Der Maler, Hochschullehrer und geniale Ausstellungsregisseur Arnold Bode wäre morgen 90 Jahre alt geworden. An ihn, den schöpferischen Unruhegeist, muß man in Kassel nicht erinnern, denn er ist in seinem Lebenswerk und Vermächtnis, der documenta, stets gegenwärtig.
Vor vier Jahren hatte der Kasseler Kunstverein in einer Ausstellung Arnold Bodes Werk gewürdigt. Dabei hatten der Künstler und sein malerisches Werk im Zentrum gestanden. Ergänzend dazu war dokumentiert worden, wie intensiv Bode am Projekt einer Kunstschau im Herkules-Oktogon gearbeitet und wie produktiv er als Erbauer von Messeständen gewirkt hatte. Nun ist bis zum 31. Januar in der Kunstetage, Untere Karlstraße 4, die Ausstellung Arnold Bode – Projekte im Raum zu sehen, die Bettina Becker im Auftrag von Kulturamt und documenta Archiv organisierte.

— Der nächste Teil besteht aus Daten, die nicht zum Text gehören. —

//! Tolerant extraction of judge pages into plain records.
//!
//! The judge renders server-side HTML; the pieces we need sit in a handful
//! of stable class names (`col--problem-name`, `col--status__text`,
//! `record-status--icon`, `col--correction`). Scanning for those with
//! regexes keeps the extraction resilient to attribute order and markup
//! noise without pulling in a DOM library. Malformed rows are skipped,
//! never fatal.

use crate::models::{Attempt, ProblemDot};
use chrono::{Local, NaiveDateTime, TimeZone};
use regex::Regex;

/// Parse the submission rows of a record page into attempts, in document
/// order. Rows missing a problem link or status cell are dropped.
pub fn parse_record_rows(html: &str) -> Vec<Attempt> {
    let row_start = Regex::new(r"<tr[^>]*\bdata-rid").unwrap();
    let problem_link = Regex::new(
        r#"(?s)<td[^>]*class="[^"]*col--problem-name[^"]*"[^>]*>.*?<a[^>]*href="([^"]+)"[^>]*>(.*?)</a>"#,
    )
    .unwrap();
    let problem_id = Regex::new(r"(?s)<b>([^<]+)</b>").unwrap();
    let status_block =
        Regex::new(r#"(?s)<span[^>]*class="[^"]*col--status__text[^"]*"[^>]*>(.*?)</td>"#).unwrap();
    let status_icon = Regex::new(r#"class="([^"]*record-status--icon[^"]*)""#).unwrap();
    let time_span =
        Regex::new(r#"(?s)<span([^>]*class="[^"]*\btime\b[^"]*"[^>]*)>(.*?)</span>"#).unwrap();
    let attr_timestamp = Regex::new(r#"data-timestamp="(\d+)""#).unwrap();
    let attr_tooltip = Regex::new(r#"data-tooltip="([^"]*)""#).unwrap();

    let starts: Vec<usize> = row_start.find_iter(html).map(|m| m.start()).collect();
    let mut attempts = Vec::new();

    for (index, &start) in starts.iter().enumerate() {
        let end = starts.get(index + 1).copied().unwrap_or(html.len());
        let row = &html[start..end];

        let Some(link) = problem_link.captures(row) else {
            continue;
        };
        let Some(id) = problem_id.captures(&link[2]) else {
            continue;
        };
        let Some(status) = status_block.captures(row) else {
            continue;
        };

        let problem_id_text = id[1].trim().to_string();
        let anchor_inner = link[2].replacen(&id[0], "", 1);
        let status_text = clean_text(&status[1]);
        let icon_passed = status_icon.captures_iter(row).any(|icon| {
            icon[1].split_whitespace().any(|class| class == "pass")
        });

        let mut timestamp = None;
        let mut submit_time_label = String::new();
        if let Some(time) = time_span.captures(row) {
            submit_time_label = attr_tooltip
                .captures(&time[1])
                .map(|c| c[1].trim().to_string())
                .filter(|label| !label.is_empty())
                .unwrap_or_else(|| clean_text(&time[2]));
            timestamp = attr_timestamp
                .captures(&time[1])
                .and_then(|c| c[1].parse::<i64>().ok())
                .map(|seconds| seconds * 1000)
                .or_else(|| parse_label_timestamp(&submit_time_label));
        }
        if submit_time_label.is_empty() {
            submit_time_label = "unknown".to_string();
        }

        attempts.push(Attempt {
            passed: icon_passed && status_text.contains("Accepted"),
            problem_id: problem_id_text,
            problem_name: clean_text(&anchor_inner),
            timestamp,
            status_text,
            url: link[1].to_string(),
            submit_time_label,
        });
    }

    attempts
}

/// Parse the correction-status cells of a contest problems page into dots,
/// in document order.
pub fn parse_contest_dots(html: &str) -> Vec<ProblemDot> {
    let td_block = Regex::new(r#"(?s)<td[^>]*class="([^"]*)"[^>]*>(.*?)</td>"#).unwrap();
    let text_block =
        Regex::new(r#"(?s)<span[^>]*class="[^"]*record-status--text[^"]*"[^>]*>(.*)"#).unwrap();
    let span_text = Regex::new(r"(?s)<span[^>]*>([^<]*)</span>").unwrap();

    let mut dots = Vec::new();
    for cell in td_block.captures_iter(html) {
        let classes: Vec<&str> = cell[1].split_whitespace().collect();
        if !classes.contains(&"col--status") || !classes.contains(&"col--correction") {
            continue;
        }

        let body = cell.get(2).map(|m| m.as_str()).unwrap_or_default();
        let content = text_block
            .captures(body)
            .and_then(|c| c.get(1))
            .map(|m| m.as_str())
            .unwrap_or(body);
        let text = clean_text(content);
        let score = span_text
            .captures_iter(content)
            .filter_map(|c| {
                let value = c[1].trim();
                (!value.is_empty()).then(|| value.to_string())
            })
            .next();
        let status = match &score {
            Some(score) => normalize_whitespace(&text.replacen(score.as_str(), "", 1)),
            None => text,
        };

        dots.push(ProblemDot {
            passed: classes.contains(&"pass"),
            score: score.unwrap_or_else(|| "0".to_string()),
            status,
        });
    }

    dots
}

fn parse_label_timestamp(label: &str) -> Option<i64> {
    let naive = NaiveDateTime::parse_from_str(label, "%Y-%m-%d %H:%M:%S")
        .or_else(|_| NaiveDateTime::parse_from_str(label, "%Y/%m/%d %H:%M:%S"))
        .ok()?;
    Local
        .from_local_datetime(&naive)
        .earliest()
        .map(|time| time.timestamp_millis())
}

fn clean_text(fragment: &str) -> String {
    let without_tags = Regex::new(r"<[^>]+>").unwrap().replace_all(fragment, " ");
    normalize_whitespace(&without_tags)
}

fn normalize_whitespace(text: &str) -> String {
    text.split_whitespace().collect::<Vec<_>>().join(" ")
}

Die Schau, die sehr gut an die Kunstvereins-Ausstellung anschließt, läßt den Künstler Bode außer Betracht. Sie konzentriert sich auf den Ausstellungsinszenator (documenta 1-4 sowie Industrieschauen) und den schier unerschöpflichen Gestalter. So lernt man in zwei Räumen Arnold Bode von einer neuen, besser gesagt, weitgehend vergessenen, Seite kennen. Zum einen sind das Bodes Entwürfe für Innenräume und Möbel (ein klassisch moderner Federstahlsessel) und zum anderen die rigorosen Vorschläge für die Stadtgestaltung.
Bode dachte universal. Ein vorzüglicher Beleg dafür ist sein für die Ausstellung reproduzierter Aufsatz über die Gestaltung eines zeitgemäßen Radios. Jeder angehende Designer müßte diese Gedanken in sich aufnehmen.
So wie seine Schrift großzügig war, so zog Bode auch großzügige Striche über den Stadtplan, um neue Verkehrsstränge oder Stadtentwicklungsgebiete zu markieren. Vieles von dem, was Bode in den 60er und 70er Jahren zur Stadtplanung vorschlug, wäre heute nicht mehr denkbar. Trotzdem sind seine Entwürfe deshalb noch immer faszinierend und wegweisend, weil sie genau die Schwachstellen aufzeigen und auf die Schaffung jener Urbanität zielen, deren Fehlen oft genug beklagt wird, Die klar konzipierte Ausstellung kann so direkt die stadtplanerischen Diskussionen beleben. Bode wirkt fort. Auch der Traum vom Oktogon-Projekt, der hier nochmals beschworen wird, wartet auf seine Einlösung.